Although data warehousing has matured as a technology over the last several years, data warehouse developers face new challenges as the business and technology environments change. The database must be built for performance and reliability and must be able to scale with the business as it grows.
As large data warehouses are growing to many terabytes in size, with increasingly higher availability requirements, it is critical to maintain good performance for large numbers of geographically distributed users. Backup and recovery procedures must be established, and both the data content and the use or activity in the warehouse must be managed.
The decision support workload is highly variable. In an OLTP system, an application is tuned to process many identical update transactions as quickly as possible. In a data warehouse, performance must be tuned to process as many variable queries as possible.

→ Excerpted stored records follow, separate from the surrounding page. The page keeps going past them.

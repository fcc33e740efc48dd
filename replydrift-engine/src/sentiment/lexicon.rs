//! Rule-based lexicon scorer
//!
//! Scores follow the VADER recipe in a reduced form: word valences from a
//! lexicon, booster words scaling the word that follows them, negation within
//! a three token window, and a final normalization of the summed valence into
//! `[-1, 1]`.

use crate::error::{EngineError, Result};
use crate::sentiment::SentimentScorer;
use regex::Regex;
use serde::{Deserialize, Serialize};
use std::collections::{BTreeMap, HashMap, HashSet};
use std::fs;
use std::path::Path;
use std::sync::{Arc, OnceLock};

/// Factor applied to a negated valence
pub const NEGATION_SCALAR: f64 = -0.74;

/// Normalization constant: `s / sqrt(s^2 + ALPHA)`
pub const NORMALIZATION_ALPHA: f64 = 15.0;

/// Tokens before a word searched for a negator
const NEGATION_WINDOW: usize = 3;

/// Largest absolute valence accepted in a lexicon
const MAX_VALENCE: f64 = 4.0;

/// Letters, digits and apostrophes make up a token
const TOKEN_PATTERN: &str = r"[\p{L}\p{N}'\x{2019}]+";

static EMBEDDED: OnceLock<std::result::Result<Arc<LexiconScorer>, String>> = OnceLock::new();

/// Root lexicon configuration
#[derive(Debug, Clone, Serialize, Deserialize)]
pub struct LexiconConfig {
    /// Lexicon identity
    pub metadata: Metadata,
    /// Word to valence
    pub words: BTreeMap<String, f64>,
    /// Negators and boosters
    #[serde(default)]
    pub modifiers: Modifiers,
}

/// Lexicon metadata
#[derive(Debug, Clone, Serialize, Deserialize)]
pub struct Metadata {
    /// Short language code
    pub code: String,
    /// Display name
    pub name: String,
}

/// Words that modify the valence of their neighbours
#[derive(Debug, Clone, Default, Serialize, Deserialize)]
pub struct Modifiers {
    /// Words that flip a following valence
    #[serde(default)]
    pub negators: Vec<String>,
    /// Word to relative intensity change of the next word
    #[serde(default)]
    pub boosters: BTreeMap<String, f64>,
}

/// Lexicon-based sentiment scorer
#[derive(Debug, Clone)]
pub struct LexiconScorer {
    code: String,
    name: String,
    words: HashMap<String, f64>,
    negators: HashSet<String>,
    boosters: HashMap<String, f64>,
    token: Regex,
}

impl LexiconScorer {
    /// The embedded English lexicon
    pub fn english() -> Result<Arc<LexiconScorer>> {
        EMBEDDED
            .get_or_init(|| {
                let config: LexiconConfig =
                    toml::from_str(include_str!("../../configs/lexicon/english.toml"))
                        .map_err(|e| format!("failed to parse embedded lexicon: {e}"))?;
                LexiconScorer::from_config(&config)
                    .map(Arc::new)
                    .map_err(|e| e.to_string())
            })
            .clone()
            .map_err(EngineError::Lexicon)
    }

    /// Build from a parsed configuration
    pub fn from_config(config: &LexiconConfig) -> Result<Self> {
        if config.words.is_empty() {
            return Err(EngineError::Lexicon(format!(
                "lexicon '{}' defines no words",
                config.metadata.code
            )));
        }

        for (word, valence) in &config.words {
            if !valence.is_finite() || valence.abs() > MAX_VALENCE {
                return Err(EngineError::Lexicon(format!(
                    "valence of '{word}' must be within -{MAX_VALENCE}..{MAX_VALENCE}, got {valence}"
                )));
            }
        }

        for (word, boost) in &config.modifiers.boosters {
            if !boost.is_finite() || boost.abs() >= 1.0 {
                return Err(EngineError::Lexicon(format!(
                    "booster '{word}' must be strictly between -1 and 1, got {boost}"
                )));
            }
        }

        let token = Regex::new(TOKEN_PATTERN)
            .map_err(|e| EngineError::Lexicon(format!("invalid token pattern: {e}")))?;

        Ok(Self {
            code: config.metadata.code.clone(),
            name: config.metadata.name.clone(),
            words: config
                .words
                .iter()
                .map(|(w, v)| (normalize_token(w), *v))
                .collect(),
            negators: config
                .modifiers
                .negators
                .iter()
                .map(|w| normalize_token(w))
                .collect(),
            boosters: config
                .modifiers
                .boosters
                .iter()
                .map(|(w, v)| (normalize_token(w), *v))
                .collect(),
            token,
        })
    }

    /// Parse a TOML lexicon
    pub fn from_toml_str(content: &str) -> Result<Self> {
        let config: LexiconConfig = toml::from_str(content)
            .map_err(|e| EngineError::Lexicon(format!("failed to parse lexicon: {e}")))?;
        Self::from_config(&config)
    }

    /// Load a TOML lexicon file
    pub fn from_file(path: &Path) -> Result<Self> {
        let content = fs::read_to_string(path).map_err(|e| {
            EngineError::IoError(format!("failed to read {}: {e}", path.display()))
        })?;
        Self::from_toml_str(&content)
    }

    /// Lexicon language code
    pub fn code(&self) -> &str {
        &self.code
    }

    /// Lexicon display name
    pub fn name(&self) -> &str {
        &self.name
    }

    /// Number of scored words
    pub fn word_count(&self) -> usize {
        self.words.len()
    }

    fn tokenize(&self, text: &str) -> Vec<String> {
        self.token
            .find_iter(text)
            .map(|m| normalize_token(m.as_str()))
            .filter(|t| !t.is_empty())
            .collect()
    }

    fn is_negator(&self, token: &str) -> bool {
        self.negators.contains(token) || token.ends_with("n't")
    }

    /// Sum of adjusted valences before normalization
    pub fn raw_valence(&self, text: &str) -> f64 {
        let tokens = self.tokenize(text);
        let mut sum = 0.0;

        for (i, token) in tokens.iter().enumerate() {
            let Some(&valence) = self.words.get(token) else {
                continue;
            };

            let mut adjusted = valence;
            if let Some(boost) = i
                .checked_sub(1)
                .and_then(|prev| self.boosters.get(&tokens[prev]))
            {
                adjusted *= 1.0 + boost;
            }

            let window = &tokens[i.saturating_sub(NEGATION_WINDOW)..i];
            if window.iter().any(|t| self.is_negator(t)) {
                adjusted *= NEGATION_SCALAR;
            }

            sum += adjusted;
        }

        sum
    }
}

impl SentimentScorer for LexiconScorer {
    fn score(&self, text: &str) -> f64 {
        normalize(self.raw_valence(text))
    }
}

/// Map a summed valence into `[-1, 1]`
pub fn normalize(sum: f64) -> f64 {
    if sum == 0.0 {
        return 0.0;
    }
    (sum / (sum * sum + NORMALIZATION_ALPHA).sqrt()).clamp(-1.0, 1.0)
}

fn normalize_token(token: &str) -> String {
    token
        .trim()
        .replace('\u{2019}', "'")
        .trim_matches('\'')
        .to_lowercase()
}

Usage patterns provide the foundation for tuning the warehouse for better performance. Who is using what data? What levels of summarization are they looking at? What data is not being used? Is the data structured in the most efficient manner; is it indexed on the correct columns? Can the summary tables be used for most queries? If many queries join data from one table with another, it might be beneficial to denormalize the data, prejoining the data. Workload information helps determine where indexes should be added, where tables should be combined, and where summaries should be created.
Eventually, it may no longer be necessary or practical to keep all the detail data on-line for immediate access. The data may be purged without keeping a copy. Or the data can be archived and moved to some low-cost medium such as tape or CD-ROM, where it can later be retrieved if necessary.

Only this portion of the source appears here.